| EXERCISE DETAILS |
Which lines of the records contain "text"? Collect every one of them.

[Collected data entries]

Content starts

use std::collections::VecDeque;
use std::time::Duration;

use tracing::{debug, info, warn};

use crate::config::{EventDef, HotspotId, SceneId, SequenceTimings, SoundRef};

use super::frontend::Persona;

#[derive(Debug, Clone, PartialEq, Eq)]
pub enum StageEffect {
    PlaySfx(SoundRef),
    StartRedAlert,
    StopRedAlert,
    ShowGlitch,
    HideGlitch,
    ShowVillain,
    HideVillain,
    StartVictoryGlow,
    StopVictoryGlow,
    Narrate {
        persona: Persona,
        text: String,
        gated: bool,
    },
}

#[derive(Debug, Clone, Copy, PartialEq, Eq)]
pub enum SequencePhase {
    Idle,
    AlarmPlaying,
    GlitchVisualActive,
    VillainSpriteVisible,
    VillainSpeaking,
    AllyAlerting,
    DefeatSpeech,
    VictorySpeech,
    Resolved,
}

#[derive(Debug, Clone, PartialEq, Eq)]
pub enum SequenceOutcome {
    OpenQuiz { hotspot: HotspotId },
    ReturnToHub,
}

/// Effects to apply and, when a run completes, the hand-off for the caller.
#[derive(Debug, Clone, Default, PartialEq, Eq)]
pub struct SequenceTick {
    pub effects: Vec<StageEffect>,
    pub outcome: Option<SequenceOutcome>,
}

impl SequenceTick {
    pub fn is_empty(&self) -> bool {
        self.effects.is_empty() && self.outcome.is_none()
    }

    fn merge(&mut self, other: SequenceTick) {
        self.effects.extend(other.effects);
        if other.outcome.is_some() {
            self.outcome = other.outcome;
        }
    }
}

#[derive(Debug, Clone, PartialEq, Eq)]
enum Stage {
    Delay(Duration),
    Apply(StageEffect),
    Say { persona: Persona, text: String },
    EnterPhase(SequencePhase),
    SetActive(bool),
}

#[derive(Debug, Clone, Copy, PartialEq, Eq)]
enum WaitState {
    Ready,
    Delay(Duration),
    Narration,
}

/// Which visuals a run currently has open, so cancellation can force exactly
/// those back to their stopped state.
#[derive(Debug, Clone, Copy, Default, PartialEq, Eq)]
struct VisualLedger {
    red_alert: bool,
    glitch: bool,
    villain: bool,
    glow: bool,
}

impl VisualLedger {
    fn note(&mut self, effect: &StageEffect) {
        match effect {
            StageEffect::StartRedAlert => self.red_alert = true,
            StageEffect::StopRedAlert => self.red_alert = false,
            StageEffect::ShowGlitch => self.glitch = true,
            StageEffect::HideGlitch => self.glitch = false,
            StageEffect::ShowVillain => self.villain = true,
            StageEffect::HideVillain => self.villain = false,
            StageEffect::StartVictoryGlow => self.glow = true,
            StageEffect::StopVictoryGlow => self.glow = false,
            StageEffect::PlaySfx(_) | StageEffect::Narrate { .. } => {}
        }
    }

    fn stop_effects(&self) -> Vec<StageEffect> {
        let mut effects = Vec::new();
        if self.red_alert {
            effects.push(StageEffect::StopRedAlert);
        }
        if self.glitch {
            effects.push(StageEffect::HideGlitch);
        }
        if self.villain {
            effects.push(StageEffect::HideVillain);
        }
        if self.glow {
            effects.push(StageEffect::StopVictoryGlow);
        }
        effects
    }
}

/// One cutscene run. The run owns every stage it has not executed yet, so
/// dropping it is the whole cancellation.
#[derive(Debug)]
struct SequenceRun {
    scene: SceneId,
    stages: VecDeque<Stage>,
    wait: WaitState,
    visuals: VisualLedger,
    outcome: Option<SequenceOutcome>,
}

/// Drives the villain cutscenes as ordered stage lists. Delays are data
/// ticked by `advance`; narration stages suspend the run until `dismiss`.
#[derive(Debug)]
pub struct EventSequencer {
    run: Option<SequenceRun>,
    event_active: bool,
    phase: SequencePhase,
}

impl Default for EventSequencer {
    fn default() -> Self {
        Self::new()
    }
}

Content ends

| ANSWER TO THIS EXERCISE |
        text: String,
    Say { persona: Persona, text: String },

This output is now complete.